System admins have many legitimate reasons for wanting to restrict the bandwidth allocated to a user or service. Bandwidth is still a finite and relatively expensive resource, even on today's Internet. The good news is that Linux provides a formidable bandwidth throttling solution that is hard to ignore.

With the ability to control bandwidth on routers, servers, and desktops, this solution is certainly fit for the purpose – especially because commercial alternatives, usually bolted-on or bundled with other proprietary operating systems, can cost significant money to implement. In some cases, these commercial solutions don't even perform well under load, incorrectly allocating bandwidth to one service or user at the detriment of the others using the network.

Before I get too carried away here, let me state that the Linux solution I'm referring to isn't for the faint-hearted. In fact, I'd go as far as to say that anybody who isn't blessed with an abundance of technical chutzpah might be better off looking away now.

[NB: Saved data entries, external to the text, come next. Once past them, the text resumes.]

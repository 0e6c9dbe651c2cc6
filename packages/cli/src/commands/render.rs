use crate::config::Config;
use crate::site_files::{find_site_files, read_project, LocalPlan};
use anyhow::{anyhow, Result};
use clap::Args;
use colored::Colorize;
use sitecraft_document::Project;
use sitecraft_plans::resolve_settings;
use sitecraft_workspace::{build_site, Site};
use std::path::{Path, PathBuf};

#[derive(Debug, Args)]
pub struct RenderArgs {
    /// Project file or directory (defaults to the configured srcDir)
    pub path: Option<String>,

    /// Print one page to stdout instead of writing files
    #[arg(long)]
    pub stdout: bool,

    /// Page slug to print with --stdout (defaults to the home page)
    #[arg(long)]
    pub page: Option<String>,

    /// Output directory (overrides config)
    #[arg(short, long)]
    pub out_dir: Option<String>,

    /// Compact output without indentation (overrides config)
    #[arg(long)]
    pub compact: bool,
}

pub fn render(args: RenderArgs, cwd: &str) -> Result<()> {
    let mut config = Config::load(cwd)?;
    if args.compact {
        config.pretty = false;
    }

    let input = match &args.path {
        Some(path) => PathBuf::from(cwd).join(path),
        None => config.get_src_dir(cwd),
    };
    let out_dir = match &args.out_dir {
        Some(dir) => PathBuf::from(cwd).join(dir),
        None => config.get_out_dir(cwd),
    };

    let files = find_site_files(&input)?;

    if args.stdout {
        let [file] = files.as_slice() else {
            return Err(anyhow!("--stdout needs exactly one project file, found {}", files.len()));
        };
        let project = read_project(file)?;
        let site = render_project(&project, &config)?;
        let page = match &args.page {
            Some(slug) => project
                .page_by_slug(slug)
                .ok_or_else(|| anyhow!("No page with slug '{slug}'"))?,
            None => project
                .home_page()
                .ok_or_else(|| anyhow!("Project has no home page"))?,
        };
        let rendered = site
            .page(&page.file_name())
            .ok_or_else(|| anyhow!("Page was not rendered: {}", page.slug))?;
        print!("{}", rendered.html);
        return Ok(());
    }

    println!("{}", "🔨 Rendering sites...".bright_blue().bold());

    if files.is_empty() {
        println!("{}", "⚠️  No .site.json files found".yellow());
        return Ok(());
    }

    println!("Found {} projects", files.len());

    let mut success_count = 0;
    let mut error_count = 0;

    for file in &files {
        let relative_path = file.strip_prefix(cwd).unwrap_or(file);
        match render_file(file, &out_dir, &config) {
            Ok((output_dir, pages)) => {
                success_count += 1;
                println!(
                    "  {} {} → {} ({} pages)",
                    "✓".green(),
                    relative_path.display(),
                    output_dir.display(),
                    pages
                );
            }
            Err(e) => {
                error_count += 1;
                eprintln!(
                    "  {} {} - {}",
                    "✗".red(),
                    relative_path.display(),
                    format!("{e:#}").red()
                );
            }
        }
    }

    println!();
    if error_count == 0 {
        println!("{} Rendered {} projects successfully", "✅".green(), success_count);
        Ok(())
    } else {
        println!(
            "{} Rendered {} projects, {} errors",
            "⚠️".yellow(),
            success_count,
            error_count
        );
        Err(anyhow!("{error_count} projects failed to render"))
    }
}

/// Render a project with its settings limited to the configured plan
pub fn render_project(project: &Project, config: &Config) -> Result<Site> {
    let plan = LocalPlan::new(project, config.plan, config.catalog());
    let mut resolved = project.clone();
    resolved.settings = resolve_settings(&project.settings, &project.customer_id, &plan.gate())?;
    Ok(build_site(&resolved, &config.render_options()))
}

fn render_file(file: &Path, out_dir: &Path, config: &Config) -> Result<(PathBuf, usize)> {
    let project = read_project(file)?;
    let site = render_project(&project, config)?;

    let target = out_dir.join(project.id.as_str());
    let written = site.write_to(&target)?;
    Ok((target, written.len()))
}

That said, if you are up for the challenge, in this article I'll provide some working examples for you to experiment with, and I'll give you a glimpse into the inner workings of this solution. Supporting documentation can be found online, starting with the Linux Advanced Routing and Traffic Control website [1].

Ladies and Gentlemen

Traffic Control abbreviates nicely to tc. The man page for tc describes what it does beautifully (paraphrased for the sake of simplicity): Tc is used to configure Traffic Control in the Linux kernel. Features include:

Processing of traffic is controlled by three kinds of objects: qdiscs, classes, and filters.

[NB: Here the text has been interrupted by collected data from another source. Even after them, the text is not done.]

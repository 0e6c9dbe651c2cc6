//! # Snapshot History
//!
//! Undo/redo over retained document snapshots.
//!
//! ## Design
//!
//! - Before a change is committed, the snapshot it replaces is recorded
//! - Undo hands back the most recent recorded snapshot and keeps the
//!   current one for redo
//! - New changes clear the redo stack
//! - A batch (one `apply_all`) records only the snapshot it started from,
//!   so the whole batch is undone as one step

use sitecraft_document::Document;
use std::collections::VecDeque;

/// Default number of undo levels
pub const DEFAULT_HISTORY_DEPTH: usize = 100;

#[derive(Debug, Clone)]
struct HistoryEntry {
    snapshot: Document,
    description: Option<String>,
}

/// Bounded undo/redo stacks of snapshots
#[derive(Debug, Clone)]
pub struct History {
    /// Oldest first
    undo_stack: VecDeque<HistoryEntry>,

    /// Most recently undone last
    redo_stack: Vec<HistoryEntry>,

    /// Maximum number of undo levels (0 = unlimited)
    max_levels: usize,

    /// Open batch and the snapshot it started from, once known
    batch: Option<Option<HistoryEntry>>,

    batch_description: Option<String>,
}

impl History {
    pub fn new() -> Self {
        Self::with_max_levels(DEFAULT_HISTORY_DEPTH)
    }

    pub fn with_max_levels(max_levels: usize) -> Self {
        Self {
            undo_stack: VecDeque::new(),
            redo_stack: Vec::new(),
            max_levels,
            batch: None,
            batch_description: None,
        }
    }

    /// Record `previous` as the state a new change is leaving behind
    pub fn record(&mut self, previous: Document, description: Option<String>) {
        match &mut self.batch {
            Some(started) => {
                if started.is_none() {
                    *started = Some(HistoryEntry {
                        snapshot: previous,
                        description: None,
                    });
                }
            }
            None => self.push(HistoryEntry {
                snapshot: previous,
                description,
            }),
        }
    }

    /// Group the following records into one undo step
    pub fn begin_batch(&mut self, description: impl Into<String>) {
        self.batch = Some(None);
        self.batch_description = Some(description.into());
    }

    pub fn end_batch(&mut self) {
        let description = self.batch_description.take();
        if let Some(Some(mut entry)) = self.batch.take() {
            entry.description = description;
            self.push(entry);
        }
    }

    fn push(&mut self, entry: HistoryEntry) {
        self.undo_stack.push_back(entry);

        if self.max_levels > 0 && self.undo_stack.len() > self.max_levels {
            self.undo_stack.pop_front();
        }

        self.redo_stack.clear();
    }

    /// Snapshot to go back to; `current` is kept for redo
    pub fn undo(&mut self, current: Document) -> Option<Document> {
        let entry = self.undo_stack.pop_back()?;
        self.redo_stack.push(HistoryEntry {
            snapshot: current,
            description: entry.description.clone(),
        });
        Some(entry.snapshot)
    }

    /// Snapshot to go forward to; `current` is kept for undo
    pub fn redo(&mut self, current: Document) -> Option<Document> {
        let entry = self.redo_stack.pop()?;
        self.undo_stack.push_back(HistoryEntry {
            snapshot: current,
            description: entry.description.clone(),
        });
        Some(entry.snapshot)
    }

    pub fn can_undo(&self) -> bool {
        !self.undo_stack.is_empty()
    }

    pub fn can_redo(&self) -> bool {
        !self.redo_stack.is_empty()
    }

    pub fn undo_levels(&self) -> usize {
        self.undo_stack.len()
    }

    pub fn redo_levels(&self) -> usize {
        self.redo_stack.len()
    }

    pub fn clear(&mut self) {
        self.undo_stack.clear();
        self.redo_stack.clear();
        self.batch = None;
        self.batch_description = None;
    }

    pub fn undo_description(&self) -> Option<&str> {
        self.undo_stack.back().and_then(|e| e.description.as_deref())
    }

    pub fn redo_description(&self) -> Option<&str> {
        self.redo_stack.last().and_then(|e| e.description.as_deref())
    }
}

impl Default for History {
    fn default() -> Self {
        Self::new()
    }
}
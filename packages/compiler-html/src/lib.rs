//! # Sitecraft HTML Renderer
//!
//! Turns one page of a project into a complete, static HTML document.
//!
//! Rendering is a pure function of its inputs: no clock, no randomness, no
//! I/O. A block whose data cannot be rendered is replaced by an invisible
//! placeholder so one bad block never takes the page down with it.
//!
//! ```rust,ignore
//! use sitecraft_compiler_html::render;
//!
//! let page = project.home_page();
//! let html = render(&project, page, &project.theme);
//! std::fs::write(page.file_name(), html.as_str())?;
//! ```

mod blocks;
mod compiler;
mod html;

#[cfg(test)]
mod tests;

pub use compiler::{render, render_block, render_with_options, RenderFault, RenderOptions};
pub use html::Html;
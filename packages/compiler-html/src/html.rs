use crc32fast::Hasher;
use std::fmt;

/// A rendered page
#[derive(Debug, Clone, PartialEq, Eq)]
pub struct Html(String);

impl Html {
    pub fn new(markup: String) -> Self {
        Self(markup)
    }

    pub fn as_str(&self) -> &str {
        &self.0
    }

    pub fn into_string(self) -> String {
        self.0
    }

    pub fn len(&self) -> usize {
        self.0.len()
    }

    pub fn is_empty(&self) -> bool {
        self.0.is_empty()
    }

    /// CRC32 of the markup as 8 hex digits, stable across runs
    pub fn content_hash(&self) -> String {
        let mut hasher = Hasher::new();
        hasher.update(self.0.as_bytes());
        format!("{:08x}", hasher.finalize())
    }
}

impl fmt::Display for Html {
    fn fmt(&self, f: &mut fmt::Formatter<'_>) -> fmt::Result {
        f.write_str(&self.0)
    }
}

impl AsRef<str> for Html {
    fn as_ref(&self) -> &str {
        &self.0
    }
}

impl From<Html> for String {
    fn from(html: Html) -> Self {
        html.0
    }
}
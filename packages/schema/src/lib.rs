//! # Sitecraft Schema
//!
//! The closed set of block types a page can be built from, the field
//! registry each type is validated against, and the theme tokens shared by
//! every page of a project.
//!
//! ```text
//! ┌─────────────────────────────────────────────┐
//! │ JSON (editor, AI proposal, stored project)  │
//! └─────────────────────────────────────────────┘
//!                     ↓ validate()
//! ┌─────────────────────────────────────────────┐
//! │ schema: BlockType registry → BlockData      │
//! │  - unknown types / fields rejected          │
//! │  - required fields enforced                 │
//! │  - length, url and enum rules               │
//! └─────────────────────────────────────────────┘
//!                     ↓
//! ┌─────────────────────────────────────────────┐
//! │ document: typed Block inside a Page         │
//! └─────────────────────────────────────────────┘
//! ```
//!
//! A [`Block`] can only be constructed from data that passed validation,
//! including when it is deserialised from a stored project.

mod block;
mod defaults;
mod id_generator;
mod ids;
mod registry;
pub mod theme;
mod validate;

pub use block::*;
pub use defaults::{create_default, default_data};
pub use id_generator::{get_seed, IdGenerator};
pub use ids::{BlockId, CustomerId, PageId, ProjectId};
pub use registry::{schema_for, BlockSchema, FieldRule, FieldSpec};
pub use theme::{apply_theme, ColorToken, FontToken, ResolvedTheme, SpacingScale, Theme, ThemeOverrides};
pub use validate::{is_identifier, is_well_formed_url, validate, validate_kind, SchemaError};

A class defines the rules or constraints that will be applied to the traffic. A filter defines the set of IP addresses (or other identifiers) to which the rules defined in the class apply.

The Appliance of Science

Imagine you're testing a remote application that reacts differently to how much bandwidth is available for your Internet connection. Using tc, it is possible to alter your throughput quickly with a (relatively long) single command line.

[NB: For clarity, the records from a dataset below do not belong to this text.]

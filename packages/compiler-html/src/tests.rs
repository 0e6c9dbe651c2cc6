use crate::{render, render_block, render_with_options, RenderFault, RenderOptions};
use sitecraft_document::{Page, Project, Seo};
use sitecraft_schema::theme::Palette;
use serde_json::json;
use sitecraft_schema::*;

fn bakery() -> Project {
    let mut project = Project::new("p-1", "c-1", "Acme Bakery");
    let mut ids = IdGenerator::new(project.id.as_str());

    let home = &mut project.pages[0];
    home.blocks.push(create_default(BlockType::Hero, &mut ids));
    home.blocks.push(create_default(BlockType::Text, &mut ids));

    let mut menu = Page::new("menu", "menu", "Our Menu");
    menu.blocks.push(create_default(BlockType::Pricing, &mut ids));
    project.pages.push(menu);

    project
}

fn hero(headline: &str) -> Block {
    let data = HeroData {
        headline: headline.into(),
        subheadline: None,
        cta_label: None,
        cta_url: None,
        background_image: None,
        layout: HeroLayout::Centered,
    };
    Block::new(BlockId::new("p-1-b9"), BlockData::Hero(data), BlockStyle::default())
}

#[test]
fn test_render_is_deterministic() {
    let project = bakery();
    let page = project.home_page().unwrap();

    let first = render(&project, page, &project.theme);
    let second = render(&project, page, &project.theme);

    assert_eq!(first, second);
    assert_eq!(first.content_hash(), second.content_hash());
    assert_eq!(first.content_hash().len(), 8);
}

#[test]
fn test_render_document_structure() {
    let project = bakery();
    let html = render(&project, project.home_page().unwrap(), &project.theme);
    let html = html.as_str();

    assert!(html.starts_with("<!DOCTYPE html>\n<html lang=\"en\">"));
    assert!(html.contains("<title>Acme Bakery</title>"));
    assert!(html.contains("--sc-primary: #2563eb;"));
    assert!(html.contains("<h1>Your headline here</h1>"));

    let head = html.find("<head>").unwrap();
    let main = html.find("<main>").unwrap();
    let hero = html.find("class=\"sc-block sc-hero").unwrap();
    let text = html.find("class=\"sc-block sc-text").unwrap();
    assert!(head < main && main < hero && hero < text);
    assert!(html.trim_end().ends_with("</html>"));
}

#[test]
fn test_every_default_block_renders() {
    let theme = ResolvedTheme::default();
    let mut ids = IdGenerator::new("p-1");

    for kind in BlockType::ALL {
        let block = create_default(kind, &mut ids);
        let html = render_block(&block, &theme, RenderOptions::default())
            .unwrap_or_else(|fault| panic!("{kind} failed to render: {fault}"));
        assert!(html.contains(&format!("class=\"sc-block sc-{kind} ")), "{html}");
        assert!(html.contains(&format!("id=\"block-{}\"", block.id())));
    }
}

#[test]
fn test_validated_payloads_render() {
    let payloads = [
        (
            "hero",
            json!({
                "headline": "Gâteaux & more 🍰",
                "subheadline": "",
                "ctaLabel": "Order",
                "ctaUrl": "https://shop.example.com:8443/order?size=large#top",
                "backgroundImage": "/img/hero.webp",
                "layout": "split"
            }),
        ),
        ("text", json!({ "heading": "Über uns", "content": "Line one\nline two\n\nNext", "align": "center" })),
        (
            "image",
            json!({ "src": "http://cdn.example.com/a.png", "alt": "", "caption": "", "link": "#gallery" }),
        ),
        (
            "gallery",
            json!({ "images": [{ "src": "/a.png", "alt": "A" }, { "src": "/b.png", "alt": "" }], "columns": 4 }),
        ),
        ("features", json!({ "items": [{ "title": "速い", "description": "", "icon": "⚡" }] })),
        (
            "pricing",
            json!({ "tiers": [{ "name": "Basic", "price": "€9", "features": [], "highlighted": true }] }),
        ),
        (
            "cta",
            json!({ "headline": "Questions?", "body": "", "buttonLabel": "Mail us", "buttonUrl": "mailto:hi@example.com" }),
        ),
        (
            "form",
            json!({
                "action": "/contact",
                "submitLabel": "Send",
                "fields": [{ "name": "phone_2", "label": "Téléphone", "kind": "tel" }]
            }),
        ),
        (
            "product",
            json!({ "name": "Sourdough", "price": "$6", "buyUrl": "https://shop.example.com/p/1", "image": "/p/1.jpg" }),
        ),
        ("embed", json!({ "html": "<iframe src=\"https://maps.example.com\"></iframe>" })),
        ("footer", json!({ "text": "", "links": [] })),
    ];

    for (block_type, payload) in payloads {
        let data = validate(block_type, &payload).unwrap_or_else(|e| panic!("{block_type}: {e}"));
        let block = Block::new(BlockId::new("b-1"), data, BlockStyle::default());

        for options in [RenderOptions::default(), RenderOptions { pretty: false, ..RenderOptions::default() }] {
            let html = render_block(&block, &ResolvedTheme::default(), options)
                .unwrap_or_else(|fault| panic!("{block_type} failed to render: {fault}"));
            assert!(html.contains(&format!("class=\"sc-block sc-{block_type} ")), "{html}");
        }
    }
}

#[test]
fn test_faulty_block_becomes_placeholder() {
    let mut project = bakery();
    project.pages[0].blocks.insert(1, hero("   "));

    let html = render(&project, &project.pages[0], &project.theme);

    assert!(html
        .as_str()
        .contains("<div class=\"sc-placeholder\" data-block-id=\"p-1-b9\"></div>"));
    // The rest of the page still renders.
    assert!(html.as_str().contains("Your headline here"));
    assert!(html.as_str().contains("class=\"sc-block sc-text"));

    assert_eq!(
        render_block(&hero(""), &ResolvedTheme::default(), RenderOptions::default()),
        Err(RenderFault::MissingContent { field: "headline" })
    );
}

#[test]
fn test_invalid_url_faults() {
    let data = CtaData {
        headline: "Call us".into(),
        body: None,
        button_label: "Call".into(),
        button_url: "javascript:alert(1)".into(),
    };
    let block = Block::new(BlockId::new("b"), BlockData::Cta(data), BlockStyle::default());

    let result = render_block(&block, &ResolvedTheme::default(), RenderOptions::default());
    assert!(matches!(result, Err(RenderFault::InvalidUrl { field: "buttonUrl", .. })));
}

#[test]
fn test_nav_marks_current_page() {
    let project = bakery();
    let menu = project.page_by_slug("menu").unwrap();
    let html = render(&project, menu, &project.theme);

    assert!(html
        .as_str()
        .contains("<li><a href=\"menu.html\" aria-current=\"page\">Our Menu</a></li>"));
    assert!(html.as_str().contains("<li><a href=\"index.html\">Home</a></li>"));
}

#[test]
fn test_hidden_pages_are_left_out_of_nav() {
    let mut project = bakery();
    project.pages[1].show_in_nav = false;

    let html = render(&project, &project.pages[0], &project.theme);
    assert!(!html.as_str().contains("menu.html"));
}

#[test]
fn test_page_seo_falls_back_to_site() {
    let mut project = bakery();
    project.seo = Seo {
        title: Some("Acme Bakery | Fresh bread".into()),
        description: Some("Baked every morning".into()),
        social_image: Some("https://cdn.example.com/og.png".into()),
    };
    project.pages[1].seo = Some(Seo {
        title: Some("Menu".into()),
        ..Seo::default()
    });

    let home = render(&project, &project.pages[0], &project.theme);
    assert!(home.as_str().contains("<title>Acme Bakery | Fresh bread</title>"));

    let menu = render(&project, &project.pages[1], &project.theme);
    let menu = menu.as_str();
    assert!(menu.contains("<title>Menu</title>"));
    assert!(menu.contains("<meta name=\"description\" content=\"Baked every morning\">"));
    assert!(menu.contains("<meta property=\"og:image\" content=\"https://cdn.example.com/og.png\">"));
}

#[test]
fn test_site_settings() {
    let mut project = bakery();
    let html = render(&project, &project.pages[0], &project.theme);
    assert!(html.as_str().contains("Built with Sitecraft"));
    assert!(!html.as_str().contains("rel=\"icon\""));

    project.settings.white_label = true;
    project.settings.favicon_url = Some("/favicon.ico".into());
    let html = render(&project, &project.pages[0], &project.theme);
    assert!(!html.as_str().contains("Built with Sitecraft"));
    assert!(!html.as_str().contains("<footer"));
    assert!(html.as_str().contains("<link rel=\"icon\" href=\"/favicon.ico\">"));

    project.settings.footer_text = Some("© Acme Bakery".into());
    let html = render(&project, &project.pages[0], &project.theme);
    assert!(html.as_str().contains("<p>© Acme Bakery</p>"));
}

#[test]
fn test_compact_output() {
    let project = bakery();
    let options = RenderOptions {
        pretty: false,
        ..RenderOptions::default()
    };
    let html = render_with_options(&project, &project.pages[0], &project.theme, options);

    assert!(!html.as_str().contains('\n'));
    assert!(html.as_str().starts_with("<!DOCTYPE html><html lang=\"en\"><head>"));
}

#[test]
fn test_text_is_escaped() {
    let mut project = bakery();
    project.business_name = "Tom & Jerry's <Deli>".into();
    project.pages[0].blocks = vec![hero("5 > 3 \"quoted\"")];

    let html = render(&project, &project.pages[0], &project.theme);
    let html = html.as_str();

    assert!(html.contains("<title>Tom &amp; Jerry&#39;s &lt;Deli&gt;</title>"));
    assert!(html.contains("<h1>5 &gt; 3 &quot;quoted&quot;</h1>"));
    assert!(!html.contains("<Deli>"));
}

#[test]
fn test_text_paragraphs() {
    let data = TextData {
        heading: Some("About".into()),
        content: "First line\nsame paragraph\n\nSecond paragraph".into(),
        align: TextAlign::Center,
    };
    let block = Block::new(BlockId::new("b"), BlockData::Text(data), BlockStyle::default());
    let html = render_block(&block, &ResolvedTheme::default(), RenderOptions::default()).unwrap();

    assert!(html.contains("sc-align-center"));
    assert!(html.contains("<p>First line<br>same paragraph</p>"));
    assert!(html.contains("<p>Second paragraph</p>"));
}

#[test]
fn test_block_style_classes_and_background() {
    let style = BlockStyle {
        padding_y: Spacing::Xl,
        padding_x: Spacing::None,
        max_width: MaxWidth::Narrow,
        background: Some(ColorToken::parse("#FAFAFA").unwrap()),
    };
    let block = Block::new(BlockId::new("b"), default_data(BlockType::Cta), style);
    let html = render_block(&block, &ResolvedTheme::default(), RenderOptions::default()).unwrap();

    assert!(html.contains("class=\"sc-block sc-cta sc-py-xl sc-px-none\" style=\"background: #fafafa\""));
    assert!(html.contains("sc-container sc-w-narrow"));
}

#[test]
fn test_page_theme_override() {
    let mut project = bakery();
    project.theme.palette.primary = Some(ColorToken::parse("#123456").unwrap());
    project.pages[1].theme_override = Some(Theme {
        palette: Palette {
            primary: Some(ColorToken::parse("#abcdef").unwrap()),
            ..Palette::default()
        },
        ..Theme::default()
    });

    let home = render(&project, &project.pages[0], &project.theme);
    assert!(home.as_str().contains("--sc-primary: #123456;"));

    let menu = render(&project, &project.pages[1], &project.theme);
    assert!(menu.as_str().contains("--sc-primary: #abcdef;"));
}

#[test]
fn test_form_field_ids_are_scoped_to_block() {
    let block = Block::new(BlockId::new("p-1-b4"), default_data(BlockType::Form), BlockStyle::default());
    let html = render_block(&block, &ResolvedTheme::default(), RenderOptions::default()).unwrap();

    assert!(html.contains("<label for=\"p-1-b4-email\">Email</label>"));
    assert!(html.contains("<input id=\"p-1-b4-email\" name=\"email\" type=\"email\" required>"));
    assert!(html.contains("<textarea id=\"p-1-b4-message\" name=\"message\" rows=\"5\"></textarea>"));
}

#[test]
fn test_form_name_must_be_an_identifier() {
    let data = FormData {
        heading: None,
        action: "/contact".into(),
        submit_label: "Send".into(),
        fields: vec![FormField {
            name: "full name".into(),
            label: "Full name".into(),
            kind: FormFieldKind::Text,
            required: false,
        }],
    };
    let block = Block::new(BlockId::new("b-1"), BlockData::Form(data), BlockStyle::default());

    assert!(matches!(
        render_block(&block, &ResolvedTheme::default(), RenderOptions::default()),
        Err(RenderFault::Unsupported { field: "fields.name", .. })
    ));
}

Consider a backup service you use on your desktop – which conveniently pushes any file changes to your home directory – to some type of cloud storage. This backup service might get a little greedy with your DSL's precious upload capacity. You want to throttle specific ports or IP addresses so you can get some work done while the differential backup is quietly running in the background. Your friend tc can also handle this situation perfectly. Of course, this approach could be applied to port 80 (for HTTP traffic) or port 25 (for SMTP traffic) with minor changes.

Another scenario for tc might be when you are using Linux as a router (a home gateway, or a fully fledged multihomed router running BGP), and you want to throttle each LAN machine's outbound capacity so those machines play nicely with your limited bandwidth. With tc, you can separately enforce different levels of inbound bandwidth throttling.

At this stage, it's worth mentioning that, unlike your standard DSL connection, which provides limited upload capacity but a generous download capacity, the connection I'll refer to in the next few sections relates to a Linux router on a synchronous bandwidth connection that offers an inbound capacity equal to its outbound capacity.

Other Things Starting with B

If you've ever written a shell script, you'll be familiar with the shebang at the beginning of the script (e.g., #!/bin/bash), showing where the interpreter resides on the system. You will also have most likely developed a habit of declaring variables at the start of your shell script. In this case, I will start by building a bandwidth throttling script, using Bash as the interpreter.

Thankfully, I only need a few variables for the script. The first task is to get the network interfaces in order. I will demonstrate how to treat a standard Linux machine as a router. Within that scenario, I need two network interfaces, loosely (and sometimes confusingly) referred to as an ingress and an egress network interface.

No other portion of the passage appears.